• [WHAT TO WORK ON]:
Once every line containing "Result" has been counted, report the total for the data and nothing else.

[Opening LISTED RECORDS section]

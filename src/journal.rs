//! A machine-lifetime record of every dispatched event.
//!
//! The journal is append-only and survives across sessions: records carry
//! the session identifier they belonged to, so one visit can be filtered
//! back out. Recording is a pure operation that returns the extended
//! journal and leaves the original untouched.

use crate::session::{AtmError, AtmNotice, EventKind, SessionId, SessionState};
use chrono::{DateTime, Duration, Utc};
use serde::{Deserialize, Serialize};

/// The classification of a dispatch outcome, with payloads stripped.
#[derive(Clone, Copy, Debug, PartialEq, Eq, Hash, Serialize, Deserialize)]
pub enum OutcomeKind {
    CardInserted,
    CardReturned,
    AwaitingPin,
    PinAccepted,
    OperationSelected,
    CashDispensed,
    BalanceReported,
    InvalidPin,
    AccountNotFound,
    InsufficientBalance,
    InsufficientInventory,
    UnreachableDenomination,
    InvalidAmount,
    SessionCancelled,
    InvalidTransition,
}

impl OutcomeKind {
    /// Classifies the outcome of a dispatch.
    pub fn of(outcome: &Result<AtmNotice, AtmError>) -> Self {
        match outcome {
            Ok(AtmNotice::CardInserted) => OutcomeKind::CardInserted,
            Ok(AtmNotice::CardReturned) => OutcomeKind::CardReturned,
            Ok(AtmNotice::AwaitingPin) => OutcomeKind::AwaitingPin,
            Ok(AtmNotice::PinAccepted) => OutcomeKind::PinAccepted,
            Ok(AtmNotice::OperationSelected(_)) => OutcomeKind::OperationSelected,
            Ok(AtmNotice::CashDispensed(_)) => OutcomeKind::CashDispensed,
            Ok(AtmNotice::Balance(_)) => OutcomeKind::BalanceReported,
            Err(AtmError::InvalidPin) => OutcomeKind::InvalidPin,
            Err(AtmError::AccountNotFound { .. }) => OutcomeKind::AccountNotFound,
            Err(AtmError::InsufficientBalance { .. }) => OutcomeKind::InsufficientBalance,
            Err(AtmError::InsufficientInventory { .. }) => OutcomeKind::InsufficientInventory,
            Err(AtmError::UnreachableDenomination { .. }) => OutcomeKind::UnreachableDenomination,
            Err(AtmError::InvalidAmount) => OutcomeKind::InvalidAmount,
            Err(AtmError::SessionCancelled) => OutcomeKind::SessionCancelled,
            Err(AtmError::InvalidTransition { .. }) => OutcomeKind::InvalidTransition,
        }
    }

    /// True when the outcome was a rejection.
    pub const fn is_rejection(self) -> bool {
        matches!(
            self,
            OutcomeKind::InvalidPin
                | OutcomeKind::AccountNotFound
                | OutcomeKind::InsufficientBalance
                | OutcomeKind::InsufficientInventory
                | OutcomeKind::UnreachableDenomination
                | OutcomeKind::InvalidAmount
                | OutcomeKind::SessionCancelled
                | OutcomeKind::InvalidTransition
        )
    }
}

/// One dispatched event: where the session stood, where it went, and how
/// the event was answered.
#[derive(Clone, Debug, PartialEq, Eq, Serialize, Deserialize)]
pub struct JournalRecord {
    /// The session the event belonged to. `None` for events rejected while
    /// no card was inside.
    pub session: Option<SessionId>,
    /// The state the event arrived in.
    pub from: SessionState,
    /// The state the machine was left in.
    pub to: SessionState,
    /// Which event was dispatched.
    pub event: EventKind,
    /// How the event was answered.
    pub outcome: OutcomeKind,
    /// When the event was dispatched.
    pub at: DateTime<Utc>,
}

/// The append-only journal itself.
///
/// # Example
///
/// ```rust
/// use cashpoint::SessionJournal;
///
/// let journal = SessionJournal::new();
/// assert!(journal.is_empty());
/// assert!(journal.state_path().is_empty());
/// ```
#[derive(Clone, Debug, Default, PartialEq, Eq, Serialize, Deserialize)]
pub struct SessionJournal {
    records: Vec<JournalRecord>,
}

impl SessionJournal {
    /// Creates an empty journal.
    pub fn new() -> Self {
        SessionJournal::default()
    }

    /// Returns a new journal with `record` appended. The original journal
    /// is not modified.
    pub fn record(&self, record: JournalRecord) -> Self {
        let mut records = self.records.clone();
        records.push(record);
        SessionJournal { records }
    }

    /// Every record, oldest first.
    pub fn records(&self) -> &[JournalRecord] {
        &self.records
    }

    /// The number of records.
    pub fn len(&self) -> usize {
        self.records.len()
    }

    /// True when nothing has been recorded yet.
    pub fn is_empty(&self) -> bool {
        self.records.is_empty()
    }

    /// The sequence of states the machine has been through: the first
    /// record's origin followed by every record's destination. Rejected
    /// events that left the state unchanged still contribute a hop.
    pub fn state_path(&self) -> Vec<SessionState> {
        let mut path = Vec::with_capacity(self.records.len() + 1);
        if let Some(first) = self.records.first() {
            path.push(first.from);
        }
        path.extend(self.records.iter().map(|record| record.to));
        path
    }

    /// The records belonging to one session, oldest first.
    pub fn session_records(&self, session: SessionId) -> impl Iterator<Item = &JournalRecord> {
        self.records
            .iter()
            .filter(move |record| record.session == Some(session))
    }

    /// The time between the first and last record, if at least two exist.
    pub fn span(&self) -> Option<Duration> {
        match (self.records.first(), self.records.last()) {
            (Some(first), Some(last)) if self.records.len() > 1 => {
                Some(last.at - first.at)
            }
            _ => None,
        }
    }

    /// Serializes the journal as pretty-printed JSON.
    pub fn to_json(&self) -> serde_json::Result<String> {
        serde_json::to_string_pretty(self)
    }
}

#[cfg(test)]
mod tests {
    use super::*;

    fn record(from: SessionState, to: SessionState, outcome: OutcomeKind) -> JournalRecord {
        JournalRecord {
            session: None,
            from,
            to,
            event: EventKind::InsertCard,
            outcome,
            at: Utc::now(),
        }
    }

    #[test]
    fn record_returns_a_new_journal() {
        let journal = SessionJournal::new();
        let extended = journal.record(record(
            SessionState::Idle,
            SessionState::HasCard,
            OutcomeKind::CardInserted,
        ));

        assert!(journal.is_empty());
        assert_eq!(extended.len(), 1);
    }

    #[test]
    fn state_path_threads_from_and_to() {
        let journal = SessionJournal::new()
            .record(record(
                SessionState::Idle,
                SessionState::HasCard,
                OutcomeKind::CardInserted,
            ))
            .record(record(
                SessionState::HasCard,
                SessionState::PinValidation,
                OutcomeKind::AwaitingPin,
            ))
            .record(record(
                SessionState::PinValidation,
                SessionState::PinValidation,
                OutcomeKind::InvalidPin,
            ));

        assert_eq!(
            journal.state_path(),
            vec![
                SessionState::Idle,
                SessionState::HasCard,
                SessionState::PinValidation,
                SessionState::PinValidation,
            ]
        );
    }

    #[test]
    fn outcome_classification_covers_both_sides() {
        assert_eq!(
            OutcomeKind::of(&Ok(AtmNotice::CardInserted)),
            OutcomeKind::CardInserted
        );
        assert_eq!(
            OutcomeKind::of(&Err(AtmError::InvalidPin)),
            OutcomeKind::InvalidPin
        );
        assert!(OutcomeKind::InvalidPin.is_rejection());
        assert!(!OutcomeKind::CashDispensed.is_rejection());
    }

    #[test]
    fn json_round_trip_preserves_records() {
        let journal = SessionJournal::new().record(record(
            SessionState::Idle,
            SessionState::HasCard,
            OutcomeKind::CardInserted,
        ));

        let json = journal.to_json().unwrap();
        let restored: SessionJournal = serde_json::from_str(&json).unwrap();
        assert_eq!(journal, restored);
    }

    #[test]
    fn span_needs_two_records() {
        let journal = SessionJournal::new();
        assert!(journal.span().is_none());

        let one = journal.record(record(
            SessionState::Idle,
            SessionState::Idle,
            OutcomeKind::InvalidTransition,
        ));
        assert!(one.span().is_none());

        let two = one.record(record(
            SessionState::Idle,
            SessionState::HasCard,
            OutcomeKind::CardInserted,
        ));
        assert!(two.span().is_some());
    }
}
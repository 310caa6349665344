//! Cashpoint: an ATM session core built around one explicit state machine
//!
//! A session is a value: the current [`SessionState`], the working
//! [`SessionContext`], and the drawer's [`CashInventory`] all live inside an
//! [`Atm`] and change only through [`Atm::dispatch`]. The bank and the
//! cardholder's keypad stay outside, injected per event through an
//! [`AtmEnvironment`], so the machine itself never owns an account or reads
//! a terminal.
//!
//! # Core Concepts
//!
//! - **States**: one `SessionState` enum, from `Idle` through `Transaction`
//! - **Events**: `AtmEvent` inputs dispatched against the transition table
//! - **Outcomes**: `Ok(AtmNotice)` for accepted events, `Err(AtmError)` for
//!   rejected ones, with retryable rejections leaving the session in place
//! - **Journal**: an immutable `SessionJournal` of every dispatch
//!
//! # Example
//!
//! ```rust
//! use cashpoint::{
//!     Account, Atm, AtmEnvironment, AtmEvent, AtmNotice, Card, CashInventory,
//!     InMemoryAccounts, Money, Operation, PinCode, QueuedInput,
//! };
//!
//! let accounts = InMemoryAccounts::new()
//!     .with_account(Account::new("ACC001", Money::from_units(5_000)));
//! let input = QueuedInput::new()
//!     .with_pin(PinCode::new(1111))
//!     .with_amount(Money::from_units(130));
//!
//! let mut env = AtmEnvironment::new(accounts, input);
//! let mut atm = Atm::new(CashInventory::default());
//!
//! let card = Card::new("CARD001", PinCode::new(1111), "ACC001");
//! atm.dispatch(AtmEvent::InsertCard(card), &mut env).unwrap();
//! atm.dispatch(AtmEvent::SelectOperation(Operation::Withdraw), &mut env).unwrap();
//! atm.dispatch(AtmEvent::SelectOperation(Operation::Withdraw), &mut env).unwrap();
//! atm.dispatch(AtmEvent::SelectOperation(Operation::Withdraw), &mut env).unwrap();
//!
//! let outcome = atm.dispatch(AtmEvent::ExecuteTransaction, &mut env).unwrap();
//! match outcome {
//!     AtmNotice::CashDispensed(bundle) => {
//!         assert_eq!(bundle.total(), Money::from_units(130));
//!     }
//!     other => panic!("expected dispensed cash, got {other}"),
//! }
//! ```

pub mod bank;
pub mod cash;
pub mod journal;
pub mod session;

// Re-export commonly used types
pub use bank::{
    Account, AccountNumber, AccountRegistry, Card, CardNumber, InMemoryAccounts, PinCode,
};
pub use cash::{CashBundle, CashInventory, Denomination, Money};
pub use journal::{JournalRecord, OutcomeKind, SessionJournal};
pub use session::{
    Atm, AtmEnvironment, AtmError, AtmEvent, AtmNotice, EventKind, InputSource, Operation,
    QueuedInput, SessionContext, SessionId, SessionState,
};
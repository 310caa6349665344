//! What the machine tells the cardholder when an event is accepted.

use crate::cash::{CashBundle, Money};
use crate::session::event::Operation;
use std::fmt;

/// The successful outcome of one dispatched event.
///
/// Each variant corresponds to one accepted cell of the transition table.
/// `Display` renders the screen line a cardholder would see; the variant
/// itself is the value embedders should match on.
#[derive(Clone, Debug, PartialEq, Eq)]
pub enum AtmNotice {
    /// A card was accepted and a session began.
    CardInserted,
    /// The card came back out before anything irreversible happened.
    CardReturned,
    /// The machine is now waiting for a PIN.
    AwaitingPin,
    /// The PIN matched and the linked account was found.
    PinAccepted,
    /// The operation is locked in and ready to execute.
    OperationSelected(Operation),
    /// A withdrawal completed and these bills were handed out.
    CashDispensed(CashBundle),
    /// A balance inquiry completed with this balance.
    Balance(Money),
}

impl fmt::Display for AtmNotice {
    fn fmt(&self, f: &mut fmt::Formatter<'_>) -> fmt::Result {
        match self {
            AtmNotice::CardInserted => f.write_str("card accepted"),
            AtmNotice::CardReturned => f.write_str("card returned"),
            AtmNotice::AwaitingPin => f.write_str("enter your PIN"),
            AtmNotice::PinAccepted => f.write_str("PIN accepted"),
            AtmNotice::OperationSelected(operation) => {
                write!(f, "operation selected: {operation}")
            }
            AtmNotice::CashDispensed(bundle) => write!(f, "dispensing {bundle}"),
            AtmNotice::Balance(balance) => write!(f, "balance: {balance}"),
        }
    }
}

#[cfg(test)]
mod tests {
    use super::*;
    use crate::cash::Denomination;

    #[test]
    fn display_renders_screen_lines() {
        assert_eq!(format!("{}", AtmNotice::AwaitingPin), "enter your PIN");
        assert_eq!(
            format!("{}", AtmNotice::OperationSelected(Operation::Withdraw)),
            "operation selected: withdrawal"
        );
        assert_eq!(
            format!("{}", AtmNotice::Balance(Money::from_units(10_000))),
            "balance: $10000"
        );

        let bundle = CashBundle::new()
            .with(Denomination::Hundred, 1)
            .with(Denomination::Twenty, 1)
            .with(Denomination::Ten, 1);
        assert_eq!(
            format!("{}", AtmNotice::CashDispensed(bundle)),
            "dispensing 1 x $100, 1 x $20, 1 x $10"
        );
    }
}
//! Account lookup behind a trait, so the machine never owns the bank.

use crate::bank::account::{Account, AccountNumber};
use std::collections::HashMap;

/// Resolves account numbers to accounts.
///
/// The session machine receives a registry with each event instead of
/// holding accounts itself, which keeps the machine a pure coordinator and
/// lets tests swap in whatever book of accounts they need.
pub trait AccountRegistry {
    /// Looks up an account for reading.
    fn lookup(&self, number: &AccountNumber) -> Option<&Account>;

    /// Looks up an account for debit or credit.
    fn lookup_mut(&mut self, number: &AccountNumber) -> Option<&mut Account>;
}

/// A registry backed by a plain in-memory map.
///
/// # Example
///
/// ```rust
/// use cashpoint::{Account, AccountRegistry, InMemoryAccounts, Money};
///
/// let accounts = InMemoryAccounts::new()
///     .with_account(Account::new("ACC001", Money::from_units(5_000)));
///
/// let found = accounts.lookup(&"ACC001".into()).unwrap();
/// assert_eq!(found.balance(), Money::from_units(5_000));
/// assert!(accounts.lookup(&"ACC999".into()).is_none());
/// ```
#[derive(Clone, Debug, Default)]
pub struct InMemoryAccounts {
    accounts: HashMap<AccountNumber, Account>,
}

impl InMemoryAccounts {
    /// Creates an empty registry.
    pub fn new() -> Self {
        InMemoryAccounts::default()
    }

    /// Adds an account and returns the registry, for fluent construction.
    pub fn with_account(mut self, account: Account) -> Self {
        self.insert(account);
        self
    }

    /// Adds an account, replacing any existing entry with the same number.
    pub fn insert(&mut self, account: Account) {
        self.accounts.insert(account.number().clone(), account);
    }
}

impl AccountRegistry for InMemoryAccounts {
    fn lookup(&self, number: &AccountNumber) -> Option<&Account> {
        self.accounts.get(number)
    }

    fn lookup_mut(&mut self, number: &AccountNumber) -> Option<&mut Account> {
        self.accounts.get_mut(number)
    }
}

[Closing LISTED RECORDS section]

• [SOLUTION TO THIS EXERCISE]:
3